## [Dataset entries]
//! The scrolling page.
//!
//! Every section is laid out top to bottom in one virtual page whose width
//! is the terminal width minus margins. [`PageLayout`] owns all geometry and
//! text wrapping so that scroll targets, hit testing and drawing agree on
//! where things are. [`render_page`] draws the whole page into an off-screen
//! buffer and [`blit`] copies the visible rows into the frame.

use crate::app::state::{AppState, FormField, Section};
use crate::config::AppConfig;
use crate::ui::theme::Theme;
use crate::ui::{contact, education, hero, projects, skills};
use ratatui::buffer::Buffer;
use ratatui::layout::{Position, Rect};
use ratatui::text::{Line, Span};
use ratatui::widgets::{Block, Paragraph, Widget};
use std::mem;
use unicode_width::{UnicodeWidthChar, UnicodeWidthStr};

const SECTION_GAP: u16 = 2;
const COLUMN_GAP: u16 = 2;
const ROW_GAP: u16 = 1;
/// Border plus one column of padding on each side of a card.
pub const CARD_INSET: u16 = 4;
pub const FIELD_HEIGHT: u16 = 3;
const HIGHLIGHT_HEIGHT: u16 = 5;
const INFO_HEIGHT: u16 = 10;
const FORM_HEIGHT: u16 = 14;

pub struct AboutLayout {
    pub area: Rect,
    pub hero: Rect,
    pub summary: Vec<String>,
    pub highlights: Vec<Rect>,
}

pub struct SkillsLayout {
    pub area: Rect,
    pub heading: Rect,
    pub bars: Rect,
    pub tooling: Rect,
    pub tag_lines: Vec<Vec<String>>,
    pub interests: Vec<String>,
}

pub struct ProjectsLayout {
    pub area: Rect,
    pub heading: Rect,
    pub cards: Vec<Rect>,
    pub descs: Vec<Vec<String>>,
}

pub struct EducationLayout {
    pub area: Rect,
    pub heading: Rect,
    pub cards: Vec<Rect>,
    pub subtitles: Vec<Vec<String>>,
    pub details: Vec<Vec<String>>,
}

pub struct ContactLayout {
    pub area: Rect,
    pub heading: Rect,
    pub info: Rect,
    pub form: Rect,
    pub fields: [Rect; 3],
    pub button: Rect,
}

pub struct PageLayout {
    pub width: u16,
    pub height: u16,
    pub about: AboutLayout,
    pub skills: SkillsLayout,
    pub projects: ProjectsLayout,
    pub education: EducationLayout,
    pub contact: ContactLayout,
    pub footer: Rect,
}

impl PageLayout {
    pub fn compute(config: &AppConfig, width: u16) -> Self {
        let content = &config.content;
        let width = width.max(1);
        let inner = width.saturating_sub(CARD_INSET);
        let mut y = 0;

        // About: hero card, then the quick-fact cards
        let summary = wrap(&config.profile.summary, inner);
        let hero_height = 2 + 7 + summary.len() as u16;
        let hero = Rect::new(0, y, width, hero_height);
        y += hero_height + ROW_GAP;
        let (cols, col_width) = columns(width, if width >= 60 { 2 } else { 1 }, content.highlights.len());
        let (highlights, bottom) = grid(
            y,
            cols,
            col_width,
            &vec![HIGHLIGHT_HEIGHT; content.highlights.len()],
        );
        y = bottom;
        let about = AboutLayout {
            area: Rect::new(0, 0, width, y),
            hero,
            summary,
            highlights,
        };
        y += SECTION_GAP;

        // Skills: one label row and one bar row per skill, then tooling
        let top = y;
        let heading = Rect::new(0, y, width, 1);
        y += 2;
        let bars_height = content.skills.len() as u16 * 2;
        let bars = Rect::new(0, y, width, bars_height);
        y += bars_height;
        if bars_height > 0 {
            y += ROW_GAP;
        }
        let tag_lines = pack_tags(&content.tooling, inner);
        let interests = wrap(&content.interests, inner);
        let tooling_height = 2 + 1 + tag_lines.len() as u16 + 1 + 1 + interests.len() as u16;
        let tooling = Rect::new(0, y, width, tooling_height);
        y += tooling_height;
        let skills = SkillsLayout {
            area: Rect::new(0, top, width, y - top),
            heading,
            bars,
            tooling,
            tag_lines,
            interests,
        };
        y += SECTION_GAP;

        // Projects
        let top = y;
        let heading = Rect::new(0, y, width, 1);
        y += 2;
        let wanted = match width {
            w if w >= 96 => 3,
            w if w >= 64 => 2,
            _ => 1,
        };
        let (cols, col_width) = columns(width, wanted, content.projects.len());
        let card_inner = col_width.saturating_sub(CARD_INSET);
        let descs: Vec<Vec<String>> = content
            .projects
            .iter()
            .map(|p| wrap(&p.desc, card_inner))
            .collect();
        let heights: Vec<u16> = descs.iter().map(|d| 6 + d.len() as u16).collect();
        let (cards, bottom) = grid(y, cols, col_width, &heights);
        y = bottom;
        let projects = ProjectsLayout {
            area: Rect::new(0, top, width, y - top),
            heading,
            cards,
            descs,
        };
        y += SECTION_GAP;

        // Education & experience
        let top = y;
        let heading = Rect::new(0, y, width, 1);
        y += 2;
        let (cols, col_width) = columns(width, if width >= 80 { 2 } else { 1 }, content.education.len());
        let card_inner = col_width.saturating_sub(CARD_INSET);
        let subtitles: Vec<Vec<String>> = content
            .education
            .iter()
            .map(|c| wrap(&c.title, card_inner))
            .collect();
        let details: Vec<Vec<String>> = content
            .education
            .iter()
            .map(|c| wrap(&c.detail, card_inner))
            .collect();
        let heights: Vec<u16> = subtitles
            .iter()
            .zip(&details)
            .map(|(s, d)| 2 + 1 + s.len() as u16 + 1 + d.len() as u16)
            .collect();
        let (cards, bottom) = grid(y, cols, col_width, &heights);
        y = bottom;
        let education = EducationLayout {
            area: Rect::new(0, top, width, y - top),
            heading,
            cards,
            subtitles,
            details,
        };
        y += SECTION_GAP;

        // Contact: info card and form card
        let top = y;
        let heading = Rect::new(0, y, width, 1);
        y += 2;
        let (cols, col_width) = columns(width, if width >= 80 { 2 } else { 1 }, 2);
        let (cards, bottom) = grid(y, cols, col_width, &[INFO_HEIGHT, FORM_HEIGHT]);
        y = bottom;
        let info = cards[0];
        let form = cards[1];
        let field_x = form.x + 2;
        let field_width = form.width.saturating_sub(CARD_INSET);
        // border, "Get in touch", blank line
        let fields_top = form.y + 3;
        let fields = [0u16, 1, 2].map(|i| {
            Rect::new(field_x, fields_top + i * FIELD_HEIGHT, field_width, FIELD_HEIGHT)
        });
        let button = Rect::new(field_x, fields_top + 3 * FIELD_HEIGHT, field_width, 1);
        let contact = ContactLayout {
            area: Rect::new(0, top, width, y - top),
            heading,
            info,
            form,
            fields,
            button,
        };

        y += 1;
        let footer = Rect::new(0, y, width, 1);

        Self {
            width,
            height: y + 2,
            about,
            skills,
            projects,
            education,
            contact,
            footer,
        }
    }

    pub fn area(&self, section: Section) -> Rect {
        match section {
            Section::About => self.about.area,
            Section::Skills => self.skills.area,
            Section::Projects => self.projects.area,
            Section::Education => self.education.area,
            Section::Contact => self.contact.area,
        }
    }

    pub fn offset(&self, section: Section) -> u16 {
        self.area(section).y
    }

    /// The last section starting at or above page row `y`.
    pub fn section_at(&self, y: u16) -> Section {
        Section::ALL
            .iter()
            .rev()
            .find(|s| self.offset(**s) <= y)
            .copied()
            .unwrap_or(Section::About)
    }

    pub fn project_at(&self, x: u16, y: u16) -> Option<usize> {
        let pos = Position::new(x, y);
        self.projects.cards.iter().position(|r| r.contains(pos))
    }

    pub fn field_at(&self, x: u16, y: u16) -> Option<FormField> {
        let pos = Position::new(x, y);
        self.contact
            .fields
            .iter()
            .position(|r| r.contains(pos))
            .map(|i| FormField::ALL[i])
    }
}
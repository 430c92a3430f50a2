use crate::app::state::{AppState, FormField};
use crate::ui::input_box;
use crate::ui::page::render_heading;
use crate::ui::theme::Theme;
use ratatui::buffer::Buffer;
use ratatui::prelude::*;
use ratatui::widgets::Paragraph;

const SEND_LABEL: &str = " Send message ";

pub fn render(buf: &mut Buffer, state: &AppState, theme: &Theme) {
    let layout = &state.page.contact;
    let profile = &state.config.profile;
    render_heading(buf, layout.heading, "Contact", theme);

    let block = theme.card_block(false);
    let inner = block.inner(layout.info);
    block.render(layout.info, buf);
    let mut lines = Vec::new();
    for (label, value) in [
        ("Email", &profile.email),
        ("LinkedIn", &profile.linkedin),
        ("Location", &profile.location),
    ] {
        if !lines.is_empty() {
            lines.push(Line::default());
        }
        lines.push(Line::styled(label, theme.muted()));
        lines.push(Line::styled(value.as_str(), theme.link()));
    }
    Paragraph::new(lines).render(inner, buf);

    let form = &state.form;
    let block = theme.card_block(form.active.is_some());
    let inner = block.inner(layout.form);
    block.render(layout.form, buf);
    let status = match &form.error {
        Some(err) => Line::styled(err.to_string(), theme.error()),
        None => Line::default(),
    };
    Paragraph::new(vec![Line::styled("Get in touch", theme.title()), status]).render(inner, buf);

    for (rect, field) in layout.fields.iter().zip(FormField::ALL) {
        input_box::render(
            buf,
            *rect,
            form.field(field),
            field,
            form.active == Some(field),
            state.cursor_visible(),
            theme,
        );
    }

    let hint = if form.active == Some(FormField::Message) {
        "Enter to send"
    } else {
        "Enter to write"
    };
    Paragraph::new(Line::from(vec![
        Span::styled(SEND_LABEL, theme.button()),
        Span::raw("  "),
        Span::styled(hint, theme.muted()),
    ]))
    .render(layout.button, buf);
}

#[cfg(test)]
mod tests {
    use super::*;
    use crate::app::state::FormError;
    use crate::config::{AppConfig, ThemeMode};

    fn row_text(buf: &Buffer, y: u16) -> String {
        (0..buf.area.width)
            .filter_map(|x| buf.cell((x, y)).map(|c| c.symbol().to_string()))
            .collect()
    }

    #[test]
    fn test_form_shows_error_and_typed_text() {
        let mut state = AppState::new(AppConfig::default(), (100, 40));
        for c in "Ada".chars() {
            state.form.name.insert_char(c);
        }
        state.form.error = Some(FormError::Missing(FormField::Email));
        let mut buf = Buffer::empty(Rect::new(0, 0, state.page.width, state.page.height));
        render(&mut buf, &state, &Theme::new(ThemeMode::Dark));

        let layout = &state.page.contact;
        assert!(row_text(&buf, layout.form.y + 2).contains("Please fill in your email"));
        assert!(row_text(&buf, layout.fields[0].y + 1).contains("Ada"));
        assert!(row_text(&buf, layout.fields[1].y + 1).contains("Email"));
        assert!(row_text(&buf, layout.button.y).contains("Send message"));
        assert!(row_text(&buf, layout.info.y + 2).contains("nabban6399@gmail.com"));
    }
}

## [How to complete this task]
If a line of the data above contains "wanted", copy it out.

## [Solution to this task]
        let wanted = match width {
        let (cols, col_width) = columns(width, wanted, content.projects.len());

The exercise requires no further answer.